14 Sebotol Bir dan Segelas Susu

Hari semakin larut sedangkan laporan - laporan yang sedari pagi tadi menggunung berangsur - angsur menjadi sedikit. Tidak terasa waktu berlalu dengan cepat. Lisa mengira ia dan rekan - rekan kerjanya tidak akan sanggup menyelesaikan pekerjaannya dalam sehari, namun kenyataan berkata lain. Sebentar lagi semua pekerjaannya akan selesai! Lisa sudah tidak sabar untuk bergegas keluar dari gedung perkantoran dan mengajak Andien untuk melepaskan penat di Sky Lounge.

Andien mendekati sahabatnya yang masih berkutat dengan kertas - kertas bedebah itu. Ia melihat raut wajah Lisa yang terlihat tegang. "Lisa, kamu nggak apa - apa?"

"Hm, kenapa Andien?"

"Muka lo kok tegang banget gitu sih, lagi mikir apa Lis?"

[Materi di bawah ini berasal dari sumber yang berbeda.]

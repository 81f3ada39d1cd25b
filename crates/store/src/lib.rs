//! Persistence for the checkout entities.
//!
//! Each entity has its own repository trait; [`Store`] bundles them so the
//! checkout services can be generic over a single backend type. Two backends
//! are provided: [`InMemoryStore`] for tests and demos, and [`PostgresStore`]
//! for production.
//!
//! Every mutation of an existing entity goes through a closure-based
//! `update_*` method so the read-modify-write happens under the backend's
//! per-entity lock (a tokio `RwLock` in memory, `SELECT ... FOR UPDATE` in
//! PostgreSQL). Payment request status changes are a compare-and-set that
//! only succeeds while the request is still PENDING.

pub mod error;
pub mod memory;
pub mod postgres;
pub mod store;

pub use error::{Result, StoreError};
pub use memory::InMemoryStore;
pub use postgres::PostgresStore;
pub use store::{
    CustomerRepository, MenuRepository, OrderRepository, PaymentRepository,
    PaymentRequestRepository, Store,
};
//! Toss Payments confirmation client.

use std::time::Duration;

use async_trait::async_trait;
use base64::Engine;
use base64::engine::general_purpose::STANDARD as BASE64;
use chrono::{DateTime, Utc};
use domain::{Money, PaymentMethod};
use reqwest::Client;
use secrecy::{ExposeSecret, SecretString};
use serde::{Deserialize, Serialize};

use super::gateway::{ConfirmRequest, ConfirmationReceipt, GatewayClient, GatewayError};

const CONFIRM_PATH: &str = "/v1/payments/confirm";

#[derive(Debug, Serialize)]
#[serde(rename_all = "camelCase")]
struct TossConfirmBody<'a> {
    payment_key: &'a str,
    order_id: &'a str,
    amount: i64,
}

#[derive(Debug, Deserialize)]
struct TossReceipt {
    url: Option<String>,
}

#[derive(Debug, Deserialize)]
#[serde(rename_all = "camelCase")]
struct TossConfirmResponse {
    payment_key: Option<String>,
    order_id: Option<String>,
    status: Option<String>,
    total_amount: Option<i64>,
    method: Option<String>,
    approved_at: Option<String>,
    receipt: Option<TossReceipt>,
}

#[derive(Debug, Deserialize)]
struct TossErrorBody {
    code: String,
    message: String,
}

/// HTTP client for the Toss Payments confirm API.
#[derive(Debug)]
pub struct TossGatewayClient {
    http_client: Client,
    base_url: String,
    secret_key: SecretString,
}

impl TossGatewayClient {
    #[tracing::instrument(skip(secret_key))]
    pub fn new(
        base_url: String,
        secret_key: SecretString,
        timeout: Duration,
    ) -> Result<Self, GatewayError> {
        tracing::info!("Configuring Toss Payments gateway client.");
        let http_client = Client::builder()
            .timeout(timeout)
            .build()
            .map_err(|e| GatewayError::Transport(e.to_string()))?;
        Ok(Self {
            http_client,
            base_url: base_url.trim_end_matches('/').to_string(),
            secret_key,
        })
    }

    /// Basic auth with the secret key as user name and an empty password.
    fn get_auth_header(&self) -> String {
        let credentials = format!("{}:", self.secret_key.expose_secret());
        format!("Basic {}", BASE64.encode(credentials))
    }

    fn parse_approved_at(value: Option<&str>) -> DateTime<Utc> {
        value
            .and_then(|s| DateTime::parse_from_rfc3339(s).ok())
            .map(|dt| dt.with_timezone(&Utc))
            .unwrap_or_else(Utc::now)
    }

    fn into_receipt(
        request: &ConfirmRequest,
        body: TossConfirmResponse,
    ) -> Result<ConfirmationReceipt, GatewayError> {
        if let Some(status) = body.status.as_deref()
            && matches!(status, "ABORTED" | "CANCELED" | "EXPIRED")
        {
            return Err(GatewayError::Rejected {
                code: status.to_string(),
                message: "Payment was not approved".to_string(),
            });
        }

        Ok(ConfirmationReceipt {
            payment_key: body
                .payment_key
                .unwrap_or_else(|| request.payment_key.clone()),
            gateway_order_id: body
                .order_id
                .unwrap_or_else(|| request.order_token.to_string()),
            method: body
                .method
                .as_deref()
                .map(PaymentMethod::from_gateway_label)
                .unwrap_or_default(),
            total_amount: body
                .total_amount
                .map(Money::new)
                .unwrap_or(request.amount),
            receipt_url: body.receipt.and_then(|r| r.url),
            approved_at: Self::parse_approved_at(body.approved_at.as_deref()),
        })
    }
}

#[async_trait]
impl GatewayClient for TossGatewayClient {
    #[tracing::instrument(skip(self, request), fields(order_token = %request.order_token, amount = request.amount.amount()))]
    async fn confirm(&self, request: ConfirmRequest) -> Result<ConfirmationReceipt, GatewayError> {
        request.validate()?;

        let body = TossConfirmBody {
            payment_key: &request.payment_key,
            order_id: request.order_token.as_str(),
            amount: request.amount.amount(),
        };

        let response = self
            .http_client
            .post(format!("{}{}", self.base_url, CONFIRM_PATH))
            .header("Authorization", self.get_auth_header())
            .json(&body)
            .send()
            .await
            .map_err(|e| {
                tracing::error!("Toss confirm request failed: {}", e);
                GatewayError::Transport(e.to_string())
            })?;

        let status = response.status();
        if !status.is_success() {
            let text = response
                .text()
                .await
                .map_err(|e| GatewayError::Transport(e.to_string()))?;
            let error = serde_json::from_str::<TossErrorBody>(&text).unwrap_or(TossErrorBody {
                code: status.as_u16().to_string(),
                message: text,
            });
            tracing::warn!(code = %error.code, "Toss declined confirmation: {}", error.message);
            return Err(GatewayError::Rejected {
                code: error.code,
                message: error.message,
            });
        }

        let body = response
            .json::<TossConfirmResponse>()
            .await
            .map_err(|e| GatewayError::Decode(e.to_string()))?;
        Self::into_receipt(&request, body)
    }
}

#[cfg(test)]
mod tests {
    use std::net::SocketAddr;

    use axum::{
        Json, Router,
        http::{HeaderMap, StatusCode},
        response::IntoResponse,
        routing::post,
    };
    use common::OrderId;
    use domain::GatewayToken;
    use serde_json::{Value, json};

    use super::*;

    const SECRET: &str = "test_sk_123";

    async fn confirm_handler(headers: HeaderMap, Json(body): Json<Value>) -> impl IntoResponse {
        let expected = format!("Basic {}", BASE64.encode(format!("{SECRET}:")));
        if headers.get("authorization").and_then(|v| v.to_str().ok()) != Some(expected.as_str()) {
            return (
                StatusCode::UNAUTHORIZED,
                Json(json!({ "code": "UNAUTHORIZED_KEY", "message": "bad key" })),
            );
        }
        if body["paymentKey"] == "pk_declined" {
            return (
                StatusCode::BAD_REQUEST,
                Json(json!({ "code": "REJECT_CARD_COMPANY", "message": "Card declined" })),
            );
        }
        (
            StatusCode::OK,
            Json(json!({
                "paymentKey": body["paymentKey"],
                "orderId": body["orderId"],
                "status": "DONE",
                "totalAmount": body["amount"],
                "method": "가상계좌",
                "approvedAt": "2024-12-01T14:30:05+09:00",
                "receipt": { "url": "https://receipt.example/1" }
            })),
        )
    }

    async fn spawn_mock() -> SocketAddr {
        let app = Router::new().route(CONFIRM_PATH, post(confirm_handler));
        let listener = tokio::net::TcpListener::bind("127.0.0.1:0").await.unwrap();
        let addr = listener.local_addr().unwrap();
        tokio::spawn(async move {
            axum::serve(listener, app).await.unwrap();
        });
        addr
    }

    fn client(addr: SocketAddr, secret: &str) -> TossGatewayClient {
        TossGatewayClient::new(
            format!("http://{addr}/"),
            SecretString::from(secret.to_string()),
            Duration::from_secs(5),
        )
        .unwrap()
    }

    fn request(payment_key: &str) -> ConfirmRequest {
        ConfirmRequest {
            payment_key: payment_key.to_string(),
            order_token: GatewayToken::for_order(OrderId::new()),
            amount: Money::new(47_000),
        }
    }

    #[tokio::test]
    async fn test_confirm_success() {
        let addr = spawn_mock().await;
        let request = request("pk_ok");
        let receipt = client(addr, SECRET).confirm(request.clone()).await.unwrap();

        assert_eq!(receipt.payment_key, "pk_ok");
        assert_eq!(receipt.gateway_order_id, request.order_token.as_str());
        assert_eq!(receipt.total_amount, Money::new(47_000));
        assert_eq!(receipt.method, PaymentMethod::VirtualAccount);
        assert_eq!(receipt.receipt_url.as_deref(), Some("https://receipt.example/1"));
        assert_eq!(receipt.approved_at.to_rfc3339(), "2024-12-01T05:30:05+00:00");
    }

    #[tokio::test]
    async fn test_declined_confirmation() {
        let addr = spawn_mock().await;
        let result = client(addr, SECRET).confirm(request("pk_declined")).await;
        assert_eq!(
            result.unwrap_err(),
            GatewayError::Rejected {
                code: "REJECT_CARD_COMPANY".to_string(),
                message: "Card declined".to_string()
            }
        );
    }

    #[tokio::test]
    async fn test_wrong_secret_rejected() {
        let addr = spawn_mock().await;
        let result = client(addr, "wrong").confirm(request("pk_ok")).await;
        assert!(matches!(
            result,
            Err(GatewayError::Rejected { ref code, .. }) if code == "UNAUTHORIZED_KEY"
        ));
    }

    #[tokio::test]
    async fn test_unreachable_gateway_is_transport_error() {
        let listener = tokio::net::TcpListener::bind("127.0.0.1:0").await.unwrap();
        let addr = listener.local_addr().unwrap();
        drop(listener);

        let result = client(addr, SECRET).confirm(request("pk_ok")).await;
        assert!(matches!(result, Err(GatewayError::Transport(_))));
    }

    #[test]
    fn test_approved_at_falls_back_to_now() {
        let before = Utc::now();
        let parsed = TossGatewayClient::parse_approved_at(Some("not a date"));
        assert!(parsed >= before);
        assert!(TossGatewayClient::parse_approved_at(None) >= before);
    }
}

"Oh, enggak apa - apa. Cuma tiba - tiba keinget aja soal uang tabungan gue yang dibawa lari sama Aditya," ucap Lisa smebari mengetik.

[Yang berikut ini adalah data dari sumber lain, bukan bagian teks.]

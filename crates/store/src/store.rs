use async_trait::async_trait;
use common::{CustomerId, MenuId, OrderId, PaymentId, PaymentRequestId};
use domain::{
    Customer, DomainError, GatewayToken, Menu, Order, OrderNumber, Payment, PaymentRequest,
    StatusTransition,
};

use crate::Result;

/// Persistence for orders.
#[async_trait]
pub trait OrderRepository: Send + Sync {
    /// Stores a newly placed order.
    async fn insert_order(&self, order: &Order) -> Result<()>;

    /// Loads an order, failing with `NotFound` if it does not exist.
    async fn get_order(&self, id: OrderId) -> Result<Order>;

    async fn find_order_by_number(&self, number: &OrderNumber) -> Result<Option<Order>>;

    /// Lists a customer's orders, newest first.
    async fn list_orders_for_customer(&self, customer_id: CustomerId) -> Result<Vec<Order>>;

    /// Applies `apply` to the order under an exclusive lock.
    ///
    /// The change is persisted only if the closure returns `Ok`.
    async fn update_order<F, T>(&self, id: OrderId, apply: F) -> Result<T>
    where
        F: FnOnce(&mut Order) -> std::result::Result<T, DomainError> + Send + 'static,
        T: Send + 'static;
}

/// Persistence for customers and their point balances.
#[async_trait]
pub trait CustomerRepository: Send + Sync {
    async fn insert_customer(&self, customer: &Customer) -> Result<()>;

    /// Loads a customer, failing with `NotFound` if it does not exist.
    async fn get_customer(&self, id: CustomerId) -> Result<Customer>;

    /// Applies `apply` to the customer under an exclusive lock.
    async fn update_customer<F, T>(&self, id: CustomerId, apply: F) -> Result<T>
    where
        F: FnOnce(&mut Customer) -> std::result::Result<T, DomainError> + Send + 'static,
        T: Send + 'static;
}

/// The menu catalogue, used as the authoritative price source.
#[async_trait]
pub trait MenuRepository: Send + Sync {
    async fn insert_menu(&self, menu: &Menu) -> Result<()>;

    async fn get_menu(&self, id: MenuId) -> Result<Menu>;
}

/// Persistence for payment reservations.
#[async_trait]
pub trait PaymentRequestRepository: Send + Sync {
    /// Stores a new reservation. Fails with `Duplicate` if the token is taken.
    async fn insert_payment_request(&self, request: &PaymentRequest) -> Result<()>;

    async fn get_payment_request(&self, id: PaymentRequestId) -> Result<PaymentRequest>;

    /// Looks up a reservation by its gateway token.
    async fn find_payment_request_by_token(
        &self,
        token: &GatewayToken,
    ) -> Result<Option<PaymentRequest>>;

    /// Atomically applies `transition` if the reservation is still PENDING.
    ///
    /// Returns `Ok(false)` without writing if it is already terminal, and
    /// `NotFound` if it does not exist.
    async fn transition_payment_request(
        &self,
        id: PaymentRequestId,
        transition: StatusTransition,
    ) -> Result<bool>;
}

/// Persistence for settled payments.
#[async_trait]
pub trait PaymentRepository: Send + Sync {
    async fn insert_payment(&self, payment: &Payment) -> Result<()>;

    async fn get_payment(&self, id: PaymentId) -> Result<Payment>;

    async fn find_payment_by_request(&self, id: PaymentRequestId) -> Result<Option<Payment>>;
}

/// All repositories the checkout services need, behind one backend type.
pub trait Store:
    OrderRepository
    + CustomerRepository
    + MenuRepository
    + PaymentRequestRepository
    + PaymentRepository
    + Clone
    + Send
    + Sync
    + 'static
{
}

impl<T> Store for T where
    T: OrderRepository
        + CustomerRepository
        + MenuRepository
        + PaymentRequestRepository
        + PaymentRepository
        + Clone
        + Send
        + Sync
        + 'static
{
}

"Masalahnya itu gue harus bayae pajak rumah yang semakin lama semakin naik belum lagi bayar biaya berobat ibu yang nggak murah juga!" curhat Lisa. "Ditambah lagi uang semesteran si Bella. Ah pusing gue Ndien!"

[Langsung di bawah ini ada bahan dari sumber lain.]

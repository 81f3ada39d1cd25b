//! Prometheus scrape endpoint.

use axum::extract::State;
use axum::http::header::CONTENT_TYPE;
use axum::response::IntoResponse;
use metrics_exporter_prometheus::PrometheusHandle;

const PROMETHEUS_CONTENT_TYPE: &str = "text/plain; version=0.0.4; charset=utf-8";

/// GET /metrics
pub async fn render(State(handle): State<PrometheusHandle>) -> impl IntoResponse {
    ([(CONTENT_TYPE, PROMETHEUS_CONTENT_TYPE)], handle.render())
}
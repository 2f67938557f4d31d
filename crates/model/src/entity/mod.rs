mod action;
mod library;
mod log;
mod service;
mod version;

pub use self::action::LibraryAction;
pub use self::library::{Library, LibraryMetadata};
pub use self::log::{ServiceLog, VersionLog};
pub use self::service::{DEFAULT_PRIORITY, UpstreamService};
pub use self::version::RemoteVersion;
use time::UtcDateTime;

/// The current time, truncated to whole seconds (the precision the store keeps).
pub fn now() -> UtcDateTime {
    let now = UtcDateTime::now();
    now.replace_nanosecond(0).unwrap_or(now)
}

/// Trim, then collapse internal whitespace runs to a single space.
pub(crate) fn normalize_whitespace(value: &str) -> String {
    value.split_whitespace().collect::<Vec<_>>().join(" ")
}

/// Trimmed, or `None` when nothing is left.
pub(crate) fn non_blank(value: impl AsRef<str>) -> Option<String> {
    let trimmed = value.as_ref().trim();
    (!trimmed.is_empty()).then(|| trimmed.to_string())
}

"Aduh parah banget sih itu Lis."

"Lebih parah lagi gue punya masalah baru yang membuat semuanya semakin rumit Ndien!"

"Mau cerita nggak Lis?"

"Eh omong - omong, kerjaan lo sudah kelar belum Ndien?"

"Sudah dong, tinggal kirim email ke Pak Bisma aja kok!"

"Yuk cabut! Gue benernya udah nggak tahan pingin curhat, tapi nggak bisa di kantor ini Ndien." Lisa beranjak dari kursinya, menarik napas panjang, berusaha untuk menenangkan diri. "Sisa kerjaan gue enaknya gue lempar ke Damar aja kali ya? Nggak banyak kok, cuma tinggal beberapa halaman aja."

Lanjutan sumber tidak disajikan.